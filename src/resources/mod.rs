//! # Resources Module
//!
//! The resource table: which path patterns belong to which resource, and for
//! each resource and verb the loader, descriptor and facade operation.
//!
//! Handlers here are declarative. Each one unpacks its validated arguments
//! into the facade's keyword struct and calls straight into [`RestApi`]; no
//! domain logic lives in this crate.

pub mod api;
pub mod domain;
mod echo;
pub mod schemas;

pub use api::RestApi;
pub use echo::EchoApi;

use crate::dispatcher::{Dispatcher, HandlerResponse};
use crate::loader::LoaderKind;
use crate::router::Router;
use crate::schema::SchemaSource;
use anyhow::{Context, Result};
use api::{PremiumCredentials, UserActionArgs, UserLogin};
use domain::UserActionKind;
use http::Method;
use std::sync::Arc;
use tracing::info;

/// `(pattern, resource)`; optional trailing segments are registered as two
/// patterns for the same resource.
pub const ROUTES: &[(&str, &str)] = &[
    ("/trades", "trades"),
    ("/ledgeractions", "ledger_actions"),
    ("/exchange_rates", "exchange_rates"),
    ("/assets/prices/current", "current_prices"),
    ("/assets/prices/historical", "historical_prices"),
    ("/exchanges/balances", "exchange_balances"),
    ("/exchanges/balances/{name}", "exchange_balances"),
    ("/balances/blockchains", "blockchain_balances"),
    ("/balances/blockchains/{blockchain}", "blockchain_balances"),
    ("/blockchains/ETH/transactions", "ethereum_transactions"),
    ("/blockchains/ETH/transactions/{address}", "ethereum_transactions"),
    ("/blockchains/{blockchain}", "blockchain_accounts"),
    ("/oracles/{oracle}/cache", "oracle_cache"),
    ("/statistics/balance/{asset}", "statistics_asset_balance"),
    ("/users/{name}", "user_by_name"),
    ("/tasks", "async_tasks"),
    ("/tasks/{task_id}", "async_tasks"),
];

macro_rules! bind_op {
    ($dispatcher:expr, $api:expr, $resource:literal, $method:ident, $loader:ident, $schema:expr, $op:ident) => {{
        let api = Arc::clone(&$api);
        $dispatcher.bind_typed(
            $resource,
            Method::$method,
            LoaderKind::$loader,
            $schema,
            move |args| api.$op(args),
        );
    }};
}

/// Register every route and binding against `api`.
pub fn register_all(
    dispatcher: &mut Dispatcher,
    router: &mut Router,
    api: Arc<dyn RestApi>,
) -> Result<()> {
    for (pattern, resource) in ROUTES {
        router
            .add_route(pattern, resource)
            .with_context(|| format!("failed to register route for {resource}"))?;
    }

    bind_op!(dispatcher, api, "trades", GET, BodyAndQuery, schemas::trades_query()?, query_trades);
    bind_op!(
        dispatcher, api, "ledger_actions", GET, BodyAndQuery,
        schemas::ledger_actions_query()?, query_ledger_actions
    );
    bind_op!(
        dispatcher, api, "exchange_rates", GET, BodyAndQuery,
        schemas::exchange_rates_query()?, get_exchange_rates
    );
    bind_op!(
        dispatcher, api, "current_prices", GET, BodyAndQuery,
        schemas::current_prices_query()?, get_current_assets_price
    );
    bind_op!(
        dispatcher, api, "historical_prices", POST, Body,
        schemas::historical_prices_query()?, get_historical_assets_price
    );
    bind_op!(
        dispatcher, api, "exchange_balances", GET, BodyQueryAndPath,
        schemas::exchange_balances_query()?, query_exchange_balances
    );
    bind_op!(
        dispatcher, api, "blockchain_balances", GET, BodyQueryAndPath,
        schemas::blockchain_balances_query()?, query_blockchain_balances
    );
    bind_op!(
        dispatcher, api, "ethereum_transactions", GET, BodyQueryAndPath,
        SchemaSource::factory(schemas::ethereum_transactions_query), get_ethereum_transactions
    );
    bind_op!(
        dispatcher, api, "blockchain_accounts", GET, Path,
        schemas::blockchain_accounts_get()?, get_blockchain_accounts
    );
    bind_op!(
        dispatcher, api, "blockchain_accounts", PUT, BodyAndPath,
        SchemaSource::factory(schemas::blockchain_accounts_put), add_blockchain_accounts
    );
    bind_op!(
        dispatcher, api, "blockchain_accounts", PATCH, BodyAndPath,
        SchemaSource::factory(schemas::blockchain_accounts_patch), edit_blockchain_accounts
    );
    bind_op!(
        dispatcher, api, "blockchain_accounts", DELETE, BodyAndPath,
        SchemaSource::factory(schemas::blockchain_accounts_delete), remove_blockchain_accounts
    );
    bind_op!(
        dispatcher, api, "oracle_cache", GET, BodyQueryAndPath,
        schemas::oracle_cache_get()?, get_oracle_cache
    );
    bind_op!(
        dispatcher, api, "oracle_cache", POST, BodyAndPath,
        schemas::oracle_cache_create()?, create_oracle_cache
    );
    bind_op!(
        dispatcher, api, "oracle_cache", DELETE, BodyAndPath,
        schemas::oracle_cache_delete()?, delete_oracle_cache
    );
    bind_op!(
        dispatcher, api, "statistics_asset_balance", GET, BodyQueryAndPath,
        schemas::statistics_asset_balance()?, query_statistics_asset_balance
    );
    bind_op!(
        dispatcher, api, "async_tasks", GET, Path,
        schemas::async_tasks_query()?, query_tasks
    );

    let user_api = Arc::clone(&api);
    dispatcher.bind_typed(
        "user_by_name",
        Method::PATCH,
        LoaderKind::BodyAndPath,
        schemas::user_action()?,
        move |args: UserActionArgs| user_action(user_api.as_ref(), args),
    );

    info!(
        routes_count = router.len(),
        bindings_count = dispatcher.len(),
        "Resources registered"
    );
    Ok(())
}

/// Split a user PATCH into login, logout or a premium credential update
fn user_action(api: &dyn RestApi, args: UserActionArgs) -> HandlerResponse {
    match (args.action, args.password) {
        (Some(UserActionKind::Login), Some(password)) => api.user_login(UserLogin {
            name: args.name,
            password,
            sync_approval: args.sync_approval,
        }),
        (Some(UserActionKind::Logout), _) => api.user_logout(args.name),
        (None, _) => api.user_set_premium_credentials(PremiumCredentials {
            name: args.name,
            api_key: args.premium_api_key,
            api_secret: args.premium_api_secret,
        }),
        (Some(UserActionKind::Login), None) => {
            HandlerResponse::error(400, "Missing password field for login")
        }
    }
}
* * * * * * *
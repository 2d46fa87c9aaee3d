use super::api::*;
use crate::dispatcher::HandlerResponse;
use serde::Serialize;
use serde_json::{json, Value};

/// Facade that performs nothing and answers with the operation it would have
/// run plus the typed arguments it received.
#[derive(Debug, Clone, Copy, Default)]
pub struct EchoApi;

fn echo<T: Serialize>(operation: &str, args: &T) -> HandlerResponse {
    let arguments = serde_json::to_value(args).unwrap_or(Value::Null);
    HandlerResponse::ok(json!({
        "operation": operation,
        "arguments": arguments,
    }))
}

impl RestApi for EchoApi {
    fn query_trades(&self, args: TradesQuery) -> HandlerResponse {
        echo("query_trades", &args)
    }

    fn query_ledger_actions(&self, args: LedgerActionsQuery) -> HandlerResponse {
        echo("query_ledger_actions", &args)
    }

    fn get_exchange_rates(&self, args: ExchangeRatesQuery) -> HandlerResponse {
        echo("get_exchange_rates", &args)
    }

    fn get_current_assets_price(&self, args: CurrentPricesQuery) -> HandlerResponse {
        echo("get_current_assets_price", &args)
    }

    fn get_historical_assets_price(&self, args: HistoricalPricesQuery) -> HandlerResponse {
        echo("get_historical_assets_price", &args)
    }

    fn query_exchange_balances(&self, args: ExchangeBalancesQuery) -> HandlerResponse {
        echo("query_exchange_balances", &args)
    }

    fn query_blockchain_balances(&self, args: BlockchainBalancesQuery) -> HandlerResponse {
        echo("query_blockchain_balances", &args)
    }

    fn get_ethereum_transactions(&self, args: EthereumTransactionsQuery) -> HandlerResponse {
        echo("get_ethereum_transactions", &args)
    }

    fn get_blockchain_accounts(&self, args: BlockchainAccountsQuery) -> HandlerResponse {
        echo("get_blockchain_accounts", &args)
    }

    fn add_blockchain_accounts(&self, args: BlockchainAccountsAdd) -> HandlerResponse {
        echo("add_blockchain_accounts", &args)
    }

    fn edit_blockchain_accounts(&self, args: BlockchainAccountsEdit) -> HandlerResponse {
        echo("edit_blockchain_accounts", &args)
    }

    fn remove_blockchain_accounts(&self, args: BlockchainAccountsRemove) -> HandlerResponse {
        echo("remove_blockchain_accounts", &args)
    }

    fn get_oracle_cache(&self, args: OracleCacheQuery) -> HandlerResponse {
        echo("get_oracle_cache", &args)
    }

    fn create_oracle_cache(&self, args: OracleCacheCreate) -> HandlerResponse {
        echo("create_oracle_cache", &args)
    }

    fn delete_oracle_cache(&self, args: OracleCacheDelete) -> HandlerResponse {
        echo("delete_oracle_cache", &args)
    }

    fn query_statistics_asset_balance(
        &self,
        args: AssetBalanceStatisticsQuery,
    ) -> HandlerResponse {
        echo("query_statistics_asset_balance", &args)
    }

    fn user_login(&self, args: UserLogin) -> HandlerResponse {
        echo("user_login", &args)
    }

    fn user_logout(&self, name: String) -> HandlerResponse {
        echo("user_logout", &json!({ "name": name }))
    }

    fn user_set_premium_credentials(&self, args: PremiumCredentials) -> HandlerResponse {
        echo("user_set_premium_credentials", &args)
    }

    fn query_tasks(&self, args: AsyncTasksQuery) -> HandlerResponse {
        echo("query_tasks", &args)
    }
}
* * * * * * *
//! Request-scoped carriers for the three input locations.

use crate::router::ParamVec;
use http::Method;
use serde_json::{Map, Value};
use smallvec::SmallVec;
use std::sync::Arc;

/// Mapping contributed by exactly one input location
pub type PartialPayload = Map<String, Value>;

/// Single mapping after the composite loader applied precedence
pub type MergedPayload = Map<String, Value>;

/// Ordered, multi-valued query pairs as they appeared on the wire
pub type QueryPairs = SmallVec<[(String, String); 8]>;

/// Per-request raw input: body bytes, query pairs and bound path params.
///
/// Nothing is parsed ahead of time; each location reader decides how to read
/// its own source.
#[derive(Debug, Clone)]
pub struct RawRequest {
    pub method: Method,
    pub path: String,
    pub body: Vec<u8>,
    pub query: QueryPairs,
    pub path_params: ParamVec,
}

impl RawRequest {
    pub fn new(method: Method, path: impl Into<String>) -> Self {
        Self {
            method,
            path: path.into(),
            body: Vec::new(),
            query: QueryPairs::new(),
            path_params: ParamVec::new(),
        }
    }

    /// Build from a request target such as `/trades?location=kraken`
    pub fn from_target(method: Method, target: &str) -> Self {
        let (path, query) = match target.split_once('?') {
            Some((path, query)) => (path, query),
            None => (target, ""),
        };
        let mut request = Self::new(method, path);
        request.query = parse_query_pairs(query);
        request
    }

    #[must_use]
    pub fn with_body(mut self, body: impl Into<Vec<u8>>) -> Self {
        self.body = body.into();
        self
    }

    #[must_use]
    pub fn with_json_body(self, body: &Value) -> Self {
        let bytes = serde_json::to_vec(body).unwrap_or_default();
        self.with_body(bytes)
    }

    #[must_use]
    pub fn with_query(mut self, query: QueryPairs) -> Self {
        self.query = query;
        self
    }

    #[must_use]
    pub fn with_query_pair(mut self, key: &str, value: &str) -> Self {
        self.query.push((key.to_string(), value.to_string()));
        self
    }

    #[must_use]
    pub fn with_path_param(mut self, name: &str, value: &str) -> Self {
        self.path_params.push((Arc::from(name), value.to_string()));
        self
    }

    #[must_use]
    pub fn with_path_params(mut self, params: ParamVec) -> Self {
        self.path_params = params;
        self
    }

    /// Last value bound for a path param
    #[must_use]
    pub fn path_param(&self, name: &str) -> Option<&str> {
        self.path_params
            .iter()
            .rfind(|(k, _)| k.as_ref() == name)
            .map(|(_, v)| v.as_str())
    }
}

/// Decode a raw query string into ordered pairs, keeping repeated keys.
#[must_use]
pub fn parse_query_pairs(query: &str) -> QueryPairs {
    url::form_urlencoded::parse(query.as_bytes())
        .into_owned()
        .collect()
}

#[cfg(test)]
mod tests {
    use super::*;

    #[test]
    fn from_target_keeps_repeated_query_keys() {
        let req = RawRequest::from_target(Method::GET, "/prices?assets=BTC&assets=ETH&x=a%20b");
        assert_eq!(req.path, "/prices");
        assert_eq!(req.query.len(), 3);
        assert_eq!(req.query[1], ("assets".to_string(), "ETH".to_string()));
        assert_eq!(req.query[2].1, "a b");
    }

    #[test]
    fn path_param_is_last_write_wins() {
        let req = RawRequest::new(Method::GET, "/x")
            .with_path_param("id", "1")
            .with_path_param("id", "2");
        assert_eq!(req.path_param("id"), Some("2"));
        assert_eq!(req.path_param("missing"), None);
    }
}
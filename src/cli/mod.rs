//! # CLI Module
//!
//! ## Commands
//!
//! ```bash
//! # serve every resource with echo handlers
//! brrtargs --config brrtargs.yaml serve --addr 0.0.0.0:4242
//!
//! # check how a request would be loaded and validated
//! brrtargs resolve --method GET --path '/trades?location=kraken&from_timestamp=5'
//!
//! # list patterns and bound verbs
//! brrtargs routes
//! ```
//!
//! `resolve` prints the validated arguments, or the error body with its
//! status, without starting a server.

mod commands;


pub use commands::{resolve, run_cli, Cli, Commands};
* * * * * * *
Exercise goal: Search the listing for the string "would". Copy each line where it is found.

Task solution:
/// Facade that performs nothing and answers with the operation it would have
//! # check how a request would be loaded and validated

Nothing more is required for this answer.